━━━━━ Provided entries
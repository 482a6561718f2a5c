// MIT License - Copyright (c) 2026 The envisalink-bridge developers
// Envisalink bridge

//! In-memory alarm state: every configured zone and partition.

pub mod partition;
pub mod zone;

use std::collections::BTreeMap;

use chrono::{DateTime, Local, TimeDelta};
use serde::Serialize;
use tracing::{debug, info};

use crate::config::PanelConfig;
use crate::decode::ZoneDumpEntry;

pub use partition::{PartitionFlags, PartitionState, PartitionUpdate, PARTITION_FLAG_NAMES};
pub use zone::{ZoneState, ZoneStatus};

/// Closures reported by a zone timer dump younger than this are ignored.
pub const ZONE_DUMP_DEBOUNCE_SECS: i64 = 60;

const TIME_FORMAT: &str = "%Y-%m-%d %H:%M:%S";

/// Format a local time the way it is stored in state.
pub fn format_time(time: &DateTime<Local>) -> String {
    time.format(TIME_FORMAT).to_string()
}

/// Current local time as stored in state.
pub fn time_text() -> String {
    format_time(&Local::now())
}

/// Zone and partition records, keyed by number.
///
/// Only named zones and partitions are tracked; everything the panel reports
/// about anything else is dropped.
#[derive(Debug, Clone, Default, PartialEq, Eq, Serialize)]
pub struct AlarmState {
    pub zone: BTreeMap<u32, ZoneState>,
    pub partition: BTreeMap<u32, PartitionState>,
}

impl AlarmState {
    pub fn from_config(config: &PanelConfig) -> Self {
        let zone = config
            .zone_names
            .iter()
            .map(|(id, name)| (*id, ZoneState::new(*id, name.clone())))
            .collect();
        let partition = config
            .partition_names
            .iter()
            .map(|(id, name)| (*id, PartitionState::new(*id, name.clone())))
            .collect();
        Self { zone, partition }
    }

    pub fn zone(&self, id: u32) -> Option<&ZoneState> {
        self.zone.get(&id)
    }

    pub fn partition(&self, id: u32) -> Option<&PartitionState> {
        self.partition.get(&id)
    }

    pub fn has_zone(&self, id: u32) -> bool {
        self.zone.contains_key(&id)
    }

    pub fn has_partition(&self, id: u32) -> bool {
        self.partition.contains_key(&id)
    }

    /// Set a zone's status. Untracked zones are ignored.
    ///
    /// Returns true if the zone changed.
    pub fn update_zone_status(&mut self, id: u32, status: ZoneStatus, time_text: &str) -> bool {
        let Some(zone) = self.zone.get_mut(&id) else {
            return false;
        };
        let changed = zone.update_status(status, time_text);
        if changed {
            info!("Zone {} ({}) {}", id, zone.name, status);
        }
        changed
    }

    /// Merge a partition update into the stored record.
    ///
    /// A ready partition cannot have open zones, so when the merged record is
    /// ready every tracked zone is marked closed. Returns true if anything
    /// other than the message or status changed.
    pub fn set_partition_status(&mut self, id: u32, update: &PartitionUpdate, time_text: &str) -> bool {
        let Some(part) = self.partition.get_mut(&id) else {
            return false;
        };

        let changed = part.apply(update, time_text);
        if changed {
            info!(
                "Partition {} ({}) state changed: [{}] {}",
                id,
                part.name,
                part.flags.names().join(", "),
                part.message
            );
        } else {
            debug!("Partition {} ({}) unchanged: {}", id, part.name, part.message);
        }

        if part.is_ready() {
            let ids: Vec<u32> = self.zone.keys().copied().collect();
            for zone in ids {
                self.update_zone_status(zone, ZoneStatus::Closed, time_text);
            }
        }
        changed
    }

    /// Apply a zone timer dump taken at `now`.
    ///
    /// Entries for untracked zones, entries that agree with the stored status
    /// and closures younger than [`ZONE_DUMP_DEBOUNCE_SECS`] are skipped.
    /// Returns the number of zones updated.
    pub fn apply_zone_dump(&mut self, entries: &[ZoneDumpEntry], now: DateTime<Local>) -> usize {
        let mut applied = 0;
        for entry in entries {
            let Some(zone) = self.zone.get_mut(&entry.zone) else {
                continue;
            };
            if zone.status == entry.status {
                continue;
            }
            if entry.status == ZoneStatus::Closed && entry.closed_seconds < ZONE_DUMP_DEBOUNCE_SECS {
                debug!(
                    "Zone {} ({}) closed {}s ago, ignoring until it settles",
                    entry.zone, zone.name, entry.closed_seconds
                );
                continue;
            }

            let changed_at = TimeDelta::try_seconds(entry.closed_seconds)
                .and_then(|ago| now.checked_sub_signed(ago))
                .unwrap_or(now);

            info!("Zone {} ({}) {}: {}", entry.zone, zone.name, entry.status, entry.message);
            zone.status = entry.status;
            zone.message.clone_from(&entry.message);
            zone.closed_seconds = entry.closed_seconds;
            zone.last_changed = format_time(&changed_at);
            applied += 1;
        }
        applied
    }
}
━━━━━━━━━━
▶ **The problem**:
Above are the entries; copy out every line among them that contains the word "bridge".

▶ **Exercise response**:
// MIT License - Copyright (c) 2026 The envisalink-bridge developers
// Envisalink bridge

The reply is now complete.